What should be done in such a moment when we are doubtful, when we notice a person whom we suspect is a terrorist standing in a public place, but we are not a hundred percent positive he is a terrorist? It is quite possible that nonetheless he is an innocent person.

Let us present some different sides of this question. In this context we do not have the resources to fully lay out the questions, but we just want to give an idea of the complex problems that such decisions involve.

One problem is about the exact doubt in identification. If the suspicious person is certainly a resident of the territories then the possible pikuach nefesh for such a person is pushed aside by the pikuach nefesh of a Yisroel. But if that person is perhaps a regular Israeli himself, the reasoning of why do you presume one person's blood is redder than the other, i.e., what makes you better than the other person, is appropriate. Since it is only a possibility that he is a rodeif it is impossible to kill him. If common logic tends (there is a rove of reasoning, i.e., it is more logical) to suggest that this person is a suicide bomber (but perhaps he is an Israeli) and if he commits suicide many will die because of him, perhaps we follow the rove (and the ruling that concerning pikuach nefesh we do not follow the rove is irrelevant to our discussion, since anyway we are dealing with a pikuach nefesh of others).

An additional question is that even when we are sure he is a suicide bomber and therefore we should immediately kill him to save the lives of many Jews, but as a result a few Jews around him will, Rachmono litzlan, die, are we still allowed to kill him?

No heter exists to kill a few in order to save many.
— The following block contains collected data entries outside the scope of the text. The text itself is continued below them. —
use std::collections::HashMap;
use std::net::IpAddr;

use cip_object::ConnectionHandle;

use crate::expectation::{ConnectionPoint, ExpectationKind};
use crate::forward_open::ConnectionData;
use crate::triad::ConnectionTriad;

/// §4.9's connection state machine. `NonExistent` is never stored:
/// reaching it means the connection is removed from [`ActiveConnections`].
#[derive(Debug, Clone, Copy, PartialEq, Eq)]
pub enum ConnectionState {
	Configuring,
	Established,
	TimedOut,
	Closing,
}

/// An active (or being-configured) connection: the negotiated
/// [`ConnectionData`] plus the runtime bookkeeping the Connection Manager
/// tracks across its lifetime.
pub struct Connection {
	pub state: ConnectionState,
	pub kind: ExpectationKind,
	pub point: ConnectionPoint,
	pub data: ConnectionData,
	pub originator_ip: IpAddr,
	/// Counts down in the core's tick handler; reaching zero times out the
	/// connection.
	pub watchdog_remaining_usecs: u32,
}

impl Connection {
	pub fn reset_watchdog(&mut self) {
		self.watchdog_remaining_usecs = self.data.inactivity_watchdog_usecs();
	}
}

/// Generates the connection ids this device assigns on every accepted
/// Forward_Open, per §9: `(incarnation_id << 16) | counter`.
pub struct ConnectionIdAllocator {
	incarnation_id: u16,
	next_counter: u16,
}

impl ConnectionIdAllocator {
	pub fn new(incarnation_id: u16) -> Self {
		ConnectionIdAllocator {
			incarnation_id,
			next_counter: 1,
		}
	}

	pub fn next(&mut self) -> u32 {
		let id = ((self.incarnation_id as u32) << 16) | self.next_counter as u32;
		self.next_counter = self.next_counter.wrapping_add(1);
		id
	}
}

/// The set of connections currently Configuring, Established, TimedOut, or
/// Closing, keyed by an opaque [`ConnectionHandle`] shared with `cip-ioconn`
/// and the [`cip_object::ApplicationHooks`] callbacks.
#[derive(Default)]
pub struct ActiveConnections {
	connections: HashMap<ConnectionHandle, Connection>,
	next_handle: u32,
}

impl ActiveConnections {
	pub fn new() -> Self {
		ActiveConnections::default()
	}

	pub fn insert(&mut self, connection: Connection) -> ConnectionHandle {
		let handle = ConnectionHandle(self.next_handle);
		self.next_handle = self.next_handle.wrapping_add(1);
		self.connections.insert(handle, connection);
		handle
	}

	pub fn remove(&mut self, handle: ConnectionHandle) -> Option<Connection> {
		self.connections.remove(&handle)
	}

	pub fn get(&self, handle: ConnectionHandle) -> Option<&Connection> {
		self.connections.get(&handle)
	}

	pub fn get_mut(&mut self, handle: ConnectionHandle) -> Option<&mut Connection> {
		self.connections.get_mut(&handle)
	}

	pub fn iter(&self) -> impl Iterator<Item = (ConnectionHandle, &Connection)> {
		self.connections.iter().map(|(h, c)| (*h, c))
	}

	pub fn iter_mut(&mut self) -> impl Iterator<Item = (ConnectionHandle, &mut Connection)> {
		self.connections.iter_mut().map(|(h, c)| (*h, c))
	}

	/// Finds the established connection whose triad matches a Forward_Close
	/// request (§4.9). Forward_Close only ever targets `Established` or
	/// `TimedOut` connections; the others are transient internal states.
	pub fn find_by_triad(&self, triad: &ConnectionTriad) -> Option<ConnectionHandle> {
		self.connections
			.iter()
			.find(|(_, c)| c.data.triad == *triad && matches!(c.state, ConnectionState::Established | ConnectionState::TimedOut))
			.map(|(h, _)| *h)
	}

	/// Finds the established connection a connected explicit (SendUnitData)
	/// message targets by the `connection_identifier` the CPF connected
	/// address item carries - the O→T connection id this device assigned on
	/// Forward_Open, per §4.4's NotifyConnected.
	pub fn find_by_consuming_id(&self, consuming_connection_id: u32) -> Option<ConnectionHandle> {
		self.connections
			.iter()
			.find(|(_, c)| c.data.o_to_t_connection_id == consuming_connection_id && matches!(c.state, ConnectionState::Established))
			.map(|(h, _)| *h)
	}

	/// How many active connections currently occupy `point` under `kind`,
	/// for expectation capacity enforcement.
	pub fn count_at(&self, kind: ExpectationKind, point: ConnectionPoint) -> usize {
		self.connections
			.values()
			.filter(|c| c.kind == kind && c.point == point && matches!(c.state, ConnectionState::Configuring | ConnectionState::Established))
			.count()
	}

	/// All established connections sharing the same producing path, for
	/// multicast takeover and the exclusive-owner timeout cascade (§4.10).
	pub fn siblings_on_producing_point(&self, point: ConnectionPoint, exclude: ConnectionHandle) -> Vec<ConnectionHandle> {
		self.connections
			.iter()
			.filter(|(h, c)| **h != exclude && c.point.producing_assembly == point.producing_assembly && matches!(c.state, ConnectionState::Established))
			.map(|(h, _)| *h)
			.collect()
	}
}

#[cfg(test)]
mod test {
	use super::*;
	use crate::forward_open::parse_forward_open;

	fn sample_data() -> ConnectionData {
		parse_forward_open(&[
			0x03, 0xFA, 0, 0, 0, 0, 0, 0, 0, 0, 0x10, 0x27, 0x42, 0x00, 0x01, 0x02, 0x03, 0x04, 0x03, 0, 0, 0, 0x40, 0x42, 0x0F, 0x00, 0x04, 0x20, 0x40,
			0x42, 0x0F, 0x00, 0x04, 0x20, 0x01, 0x03, 0x20, 0x04, 0x24, 0x65, 0x2C, 0x66,
		])
		.unwrap()
	}

	#[test]
	fn allocator_produces_increasing_ids_with_incarnation_prefix() {
		let mut alloc = ConnectionIdAllocator::new(0xBEEF);
		let a = alloc.next();
		let b = alloc.next();
		assert_eq!(a >> 16, 0xBEEF);
		assert_eq!(b - a, 1);
	}

	#[test]
	fn active_connections_tracks_capacity_per_point() {
		let mut active = ActiveConnections::new();
		let point = ConnectionPoint {
			consuming_assembly: Some(100),
			producing_assembly: Some(101),
			config_assembly: None,
		};
		let data = sample_data();
		let conn = Connection {
			state: ConnectionState::Established,
			kind: ExpectationKind::InputOnly,
			point,
			data,
			originator_ip: "10.0.0.5".parse().unwrap(),
			watchdog_remaining_usecs: 1_000_000,
		};
		active.insert(conn);
		assert_eq!(active.count_at(ExpectationKind::InputOnly, point), 1);
		assert_eq!(active.count_at(ExpectationKind::ListenOnly, point), 0);
	}

	#[test]
	fn finds_connection_by_triad_only_when_established_or_timed_out() {
		let mut active = ActiveConnections::new();
		let point = ConnectionPoint {
			consuming_assembly: Some(1),
			producing_assembly: Some(2),
			config_assembly: None,
		};
		let data = sample_data();
		let triad = data.triad;
		let conn = Connection {
			state: ConnectionState::Configuring,
			kind: ExpectationKind::ExclusiveOwner,
			point,
			data,
			originator_ip: "10.0.0.5".parse().unwrap(),
			watchdog_remaining_usecs: 0,
		};
		let handle = active.insert(conn);
		assert!(active.find_by_triad(&triad).is_none());
		active.get_mut(handle).unwrap().state = ConnectionState::Established;
		assert_eq!(active.find_by_triad(&triad), Some(handle));
	}
}
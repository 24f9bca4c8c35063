use cip_codec::ByteReader;
use cip_epath::{group_application_paths, parse_segments, ApplicationPath, ElectronicKey, Segment};

use crate::ncp::Ncp;
use crate::transport::TransportTrigger;
use crate::triad::ConnectionTriad;

/// The Production Inhibit Time Network segment's subtype (Vol1 Table C-1.3).
const PRODUCTION_INHIBIT_TIME_SUBTYPE: u8 = 0x03;

#[derive(Debug, Clone, Copy, PartialEq, Eq)]
pub enum ForwardOpenParseError {
	Truncated,
	InvalidTransportTrigger,
	InvalidPath,
}

impl From<std::io::Error> for ForwardOpenParseError {
	fn from(_: std::io::Error) -> Self {
		ForwardOpenParseError::Truncated
	}
}

/// The Connection Path portion of a Forward_Open request (§4.9): an
/// optional Electronic Key, an optional Production Inhibit Time, up to
/// three inheriting Application Paths, and an optional trailing
/// configuration Data segment.
#[derive(Debug, Clone, Default)]
pub struct ConnectionPath {
	pub electronic_key: Option<ElectronicKey>,
	pub production_inhibit_time_usecs: Option<u32>,
	pub application_paths: Vec<ApplicationPath>,
	pub config_data: Option<Vec<u8>>,
}

/// A parsed, not-yet-validated Forward_Open request (Vol1 Table 3-5.16).
#[derive(Debug, Clone)]
pub struct ConnectionData {
	pub priority_timetick: u8,
	pub timeout_ticks: u8,
	pub o_to_t_connection_id: u32,
	pub t_to_o_connection_id: u32,
	pub triad: ConnectionTriad,
	pub timeout_multiplier: u8,
	pub o_to_t_rpi_usecs: u32,
	pub o_to_t_ncp: Ncp,
	pub t_to_o_rpi_usecs: u32,
	pub t_to_o_ncp: Ncp,
	pub transport_trigger: TransportTrigger,
	pub path: ConnectionPath,
}

impl ConnectionData {
	/// §9: the timeout multiplier byte (0-7) scales to an actual multiplier
	/// of `4 << v`.
	pub fn timeout_multiplier_actual(&self) -> u32 {
		4u32 << self.timeout_multiplier
	}

	/// The inactivity watchdog's initial value, in microseconds: the larger
	/// of 10 seconds or the consumed (O->T) RPI scaled by the timeout
	/// multiplier.
	pub fn inactivity_watchdog_usecs(&self) -> u32 {
		self.o_to_t_rpi_usecs.saturating_mul(self.timeout_multiplier_actual()).max(10_000_000)
	}

	/// §4.9's `PITGreaterThanRPI` check: a non-zero Production Inhibit Time
	/// that exceeds the producing RPI is invalid.
	pub fn pit_exceeds_rpi(&self) -> bool {
		match self.path.production_inhibit_time_usecs {
			Some(pit) => pit > self.t_to_o_rpi_usecs,
			None => false,
		}
	}
}

pub fn parse_forward_open(payload: &[u8]) -> Result<ConnectionData, ForwardOpenParseError> {
	let mut r = ByteReader::new(payload);

	let priority_timetick = r.get8()?;
	let timeout_ticks = r.get8()?;
	let o_to_t_connection_id = r.get32()?;
	let t_to_o_connection_id = r.get32()?;
	let connection_serial = r.get16()?;
	let originator_vendor_id = r.get16()?;
	let originator_serial = r.get32()?;
	let timeout_multiplier = r.get8()?;
	r.advance(3)?; // reserved
	let o_to_t_rpi_usecs = r.get32()?;
	let o_to_t_ncp = Ncp::parse(r.get16()?);
	let t_to_o_rpi_usecs = r.get32()?;
	let t_to_o_ncp = Ncp::parse(r.get16()?);
	let transport_byte = r.get8()?;
	let transport_trigger = TransportTrigger::parse(transport_byte).ok_or(ForwardOpenParseError::InvalidTransportTrigger)?;

	let path_word_count = r.get8()? as usize;
	let path_bytes = r.get_bytes(path_word_count * 2)?;
	let segments = parse_segments(path_bytes).map_err(|_| ForwardOpenParseError::InvalidPath)?;

	let production_inhibit_time_usecs = segments.iter().find_map(|s| match s {
		Segment::Network { subtype, data } if *subtype == PRODUCTION_INHIBIT_TIME_SUBTYPE => data.first().map(|&ms| ms as u32 * 1000),
		_ => None,
	});

	let (mut application_paths, electronic_key, config_data) = group_application_paths(&segments);
	inherit_application_paths(&mut application_paths);

	Ok(ConnectionData {
		priority_timetick,
		timeout_ticks,
		o_to_t_connection_id,
		t_to_o_connection_id,
		triad: ConnectionTriad {
			connection_serial,
			originator_vendor_id,
			originator_serial,
		},
		timeout_multiplier,
		o_to_t_rpi_usecs,
		o_to_t_ncp,
		t_to_o_rpi_usecs,
		t_to_o_ncp,
		transport_trigger,
		path: ConnectionPath {
			electronic_key,
			production_inhibit_time_usecs,
			application_paths,
			config_data,
		},
	})
}

/// §4.2: the second and third Forward_Open application paths inherit any
/// field the one before them specified and they omit.
fn inherit_application_paths(paths: &mut [ApplicationPath]) {
	for i in 1..paths.len() {
		let (left, right) = paths.split_at_mut(i);
		let prev = left[i - 1].clone();
		right[0].inherit_from(&prev);
	}
}

#[cfg(test)]
mod test {
	use super::*;

	fn sample_request(path: &[u8]) -> Vec<u8> {
		let mut buf = vec![
			0x03, 0xFA, // priority/timetick, timeout_ticks
			0x00, 0x00, 0x00, 0x00, // O->T connection id (target assigns)
			0x00, 0x00, 0x00, 0x00, // T->O connection id (target assigns)
			0x10, 0x27, // connection serial
			0x42, 0x00, // vendor id
			0x01, 0x02, 0x03, 0x04, // originator serial
			0x03, 0x00, 0x00, 0x00, // timeout multiplier + reserved
			0x40, 0x42, 0x0F, 0x00, // O->T RPI = 1,000,000 us
			0x04, 0x20, // O->T NCP: point-to-point, fixed, size=4
			0x40, 0x42, 0x0F, 0x00, // T->O RPI
			0x04, 0x20, // T->O NCP
			0x01, // transport trigger: client, cyclic, class 1
		];
		buf.push((path.len() / 2) as u8);
		buf.extend_from_slice(path);
		buf
	}

	#[test]
	fn parses_a_well_formed_exclusive_owner_request() {
		let path = [0x20, 0x04, 0x24, 0x65, 0x2C, 0x66]; // class 4, instance 0x65, conn point 0x66
		let request = sample_request(&path);
		let data = parse_forward_open(&request).unwrap();
		assert_eq!(data.triad.connection_serial, 0x2710);
		assert_eq!(data.o_to_t_ncp.size, 4);
		assert_eq!(data.path.application_paths.len(), 1);
		assert_eq!(data.path.application_paths[0].class, Some(4));
		assert_eq!(data.timeout_multiplier_actual(), 32);
	}

	#[test]
	fn second_path_inherits_class_from_first() {
		let path = [
			0x20, 0x04, 0x24, 0x65, // path 1: class 4, instance 0x65
			0x2C, 0x66, // path 2: connection point only
		];
		let request = sample_request(&path);
		let data = parse_forward_open(&request).unwrap();
		assert_eq!(data.path.application_paths.len(), 2);
		assert_eq!(data.path.application_paths[1].class, Some(4));
		assert_eq!(data.path.application_paths[1].instance, Some(0x66));
	}
}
A well- known Tosefta writes, "When an akum says to a Yisroel, `Hand over one of you and if not we will kill you all,' it is forbidden to hand anyone over. On the other hand, Maran the Chazon Ish zt'l writes, that it is permitted to divert the path of an arrow on its way to kill many people, although as a result one person, another person, will die. We are allowed to do that since he is performing an act of "saving" and not an act of "killing." Perhaps this is related to our question too?

It is important to stress that the above is only a small, limited part of the give-and-take presented in each subject. Many lengthy chapters are devoted to the sugyos: "But you shall greatly beware for your souls" (Devorim 4:15), "You shall live with them" (Vayikra 18:5), the prohibition for someone to put himself in a dangerous situation, someone committing theft through tunneling into another's house, "You shall not stand aside while your fellow's blood is shed" (Vayikra 19:16), and what Yonah Hanovi said (Yonah 1:12), "Pick me up and toss me into the sea," and the story about Pinchas and others.